NATIONAL NEWS - South Africa has one of the highest youth unemployment rates in the world. A whopping 63% of its young people between the ages of 15 and 24 years are jobless.
A large proportion of these young people have never worked in the formal economy.
The media frequently portray young people excluded from wage work as inactive, aimless and alienated from mainstream society. This image feeds into fears of crime, violence and social unrest in which people who are jobless are cast as a “ticking time bomb” that poses a threat to a country’s stability.
But this is a very misleading characterisation. Most analyses of unemployed youth fail to grapple with the reality that unemployment in the sense of “doing nothing” is not a feasible option for most young people.
Youth unemployment
As research in many parts of Africa, including Kenya, Ethiopia and Zimbabwe, has shown, unemployed young people use a wide range of economic strategies and practices to acquire an income.

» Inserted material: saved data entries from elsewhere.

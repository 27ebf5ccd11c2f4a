//! 通知总线
//!
//! 基于 tokio broadcast 通道的发布/订阅。发布从不阻塞，也不会因订阅方缓慢或断开而失败；
//! 落后的订阅方会丢失最早的消息。

use chrono::{DateTime, Utc};
use samu_core::{AuditEvent, Occurrence, Priority, Vehicle};
use serde::{Deserialize, Serialize};
use std::collections::HashSet;
use tokio::sync::broadcast;
use uuid::Uuid;

const DEFAULT_CAPACITY: usize = 1024;

/// 通知受众
#[derive(Debug, Clone, Copy, Serialize, Deserialize, PartialEq, Eq, Hash)]
pub enum Audience {
    Dispatch,   // 调度屏
    Regulation, // 医疗调节队列
    Fleet,      // 车队管理
    Alerts,     // 看板告警
}

impl Audience {
    pub fn all() -> Vec<Audience> {
        vec![
            Audience::Dispatch,
            Audience::Regulation,
            Audience::Fleet,
            Audience::Alerts,
        ]
    }
}

/// 推送给订阅方的消息
#[derive(Debug, Clone, Serialize, Deserialize, PartialEq)]
pub struct Notification {
    pub id: Uuid,
    pub audiences: Vec<Audience>,
    pub kind: String,
    pub occurrence_id: Option<Uuid>,
    pub vehicle_id: Option<Uuid>,
    /// 新的状态（事件状态或车辆状态）
    pub status: Option<String>,
    pub priority: Option<Priority>,
    pub timestamp: DateTime<Utc>,
    pub payload: serde_json::Value,
}

impl Notification {
    /// 由审计事件生成的事件通知
    pub fn for_occurrence(
        occurrence: &Occurrence,
        event: &AuditEvent,
        audiences: Vec<Audience>,
    ) -> Self {
        Self {
            id: Uuid::new_v4(),
            audiences,
            kind: event.kind.as_str().to_string(),
            occurrence_id: Some(occurrence.id),
            vehicle_id: None,
            status: Some(occurrence.state.as_str().to_string()),
            priority: Some(occurrence.priority),
            timestamp: event.timestamp,
            payload: serde_json::json!({
                "code": occurrence.code,
                "description": event.description,
            }),
        }
    }

    /// 车辆状态通知
    pub fn for_vehicle(vehicle: &Vehicle, kind: &str, audiences: Vec<Audience>) -> Self {
        Self {
            id: Uuid::new_v4(),
            audiences,
            kind: kind.to_string(),
            occurrence_id: vehicle.duty.map(|duty| duty.occurrence_id),
            vehicle_id: Some(vehicle.id),
            status: Some(vehicle.status().as_str().to_string()),
            priority: None,
            timestamp: Utc::now(),
            payload: serde_json::json!({
                "plate": vehicle.plate,
                "type": vehicle.vehicle_type,
            }),
        }
    }

    /// 看板告警
    pub fn alert(kind: &str, payload: serde_json::Value) -> Self {
        Self {
            id: Uuid::new_v4(),
            audiences: vec![Audience::Alerts],
            kind: kind.to_string(),
            occurrence_id: None,
            vehicle_id: None,
            status: None,
            priority: None,
            timestamp: Utc::now(),
            payload,
        }
    }

    pub fn with_vehicle(mut self, vehicle_id: Uuid) -> Self {
        self.vehicle_id = Some(vehicle_id);
        self
    }

    pub fn is_for(&self, audience: Audience) -> bool {
        self.audiences.contains(&audience)
    }
}

/// 通知总线
#[derive(Clone)]
pub struct NotificationBus {
    sender: broadcast::Sender<Notification>,
}

impl NotificationBus {
    pub fn new() -> Self {
        Self::with_capacity(DEFAULT_CAPACITY)
    }

    pub fn with_capacity(capacity: usize) -> Self {
        let (sender, _) = broadcast::channel(capacity.max(1));
        Self { sender }
    }

    /// 发布通知，返回收到通知的订阅方数量
    pub fn publish(&self, notification: Notification) -> usize {
        match self.sender.send(notification) {
            Ok(count) => count,
            Err(err) => {
                tracing::debug!("No subscribers for notification {}", err.0.kind);
                0
            }
        }
    }

    /// 订阅指定受众的通知
    pub fn subscribe(&self, audiences: &[Audience]) -> Subscription {
        Subscription {
            receiver: self.sender.subscribe(),
            audiences: audiences.iter().copied().collect(),
        }
    }

    /// 订阅全部通知
    pub fn subscribe_all(&self) -> Subscription {
        self.subscribe(&Audience::all())
    }

    pub fn subscriber_count(&self) -> usize {
        self.sender.receiver_count()
    }
}

impl Default for NotificationBus {
    fn default() -> Self {
        Self::new()
    }
}

impl std::fmt::Debug for NotificationBus {
    fn fmt(&self, f: &mut std::fmt::Formatter<'_>) -> std::fmt::Result {
        f.debug_struct("NotificationBus")
            .field("subscriber_count", &self.subscriber_count())
            .finish()
    }
}

/// 按受众过滤的订阅
#[derive(Debug)]
pub struct Subscription {
    receiver: broadcast::Receiver<Notification>,
    audiences: HashSet<Audience>,
}

impl Subscription {
    /// 等待下一条匹配的通知；总线关闭时返回 None
    pub async fn recv(&mut self) -> Option<Notification> {
        loop {
            match self.receiver.recv().await {
                Ok(notification) => {
                    if self.matches(&notification) {
                        return Some(notification);
                    }
                }
                Err(broadcast::error::RecvError::Lagged(skipped)) => {
                    tracing::warn!("Notification subscriber lagged, {} messages dropped", skipped);
                }
                Err(broadcast::error::RecvError::Closed) => return None,
            }
        }
    }

    /// 非阻塞读取下一条匹配的通知
    pub fn try_recv(&mut self) -> Option<Notification> {
        loop {
            match self.receiver.try_recv() {
                Ok(notification) => {
                    if self.matches(&notification) {
                        return Some(notification);
                    }
                }
                Err(broadcast::error::TryRecvError::Lagged(skipped)) => {
                    tracing::warn!("Notification subscriber lagged, {} messages dropped", skipped);
                }
                Err(_) => return None,
            }
        }
    }

    fn matches(&self, notification: &Notification) -> bool {
        notification
            .audiences
            .iter()
            .any(|audience| self.audiences.contains(audience))
    }
}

I conducted research in Zandspruit informal settlement, north of Johannesburg, in 2015 and 2016, on the lives, livelihoods and struggles of mostly young men who were either unemployed or marginally employed. It included life and work history interviews with 37 young people, a survey of 100 young people and a mapping exercise of the local economy, including semi-structured interviews with 40 local business owners.
My study showed that many unemployed young people are engaged in a variety of economic activities. Many of these are not necessarily recorded as a form of self employment or informal employment, but they consume a large part of young people’s lives.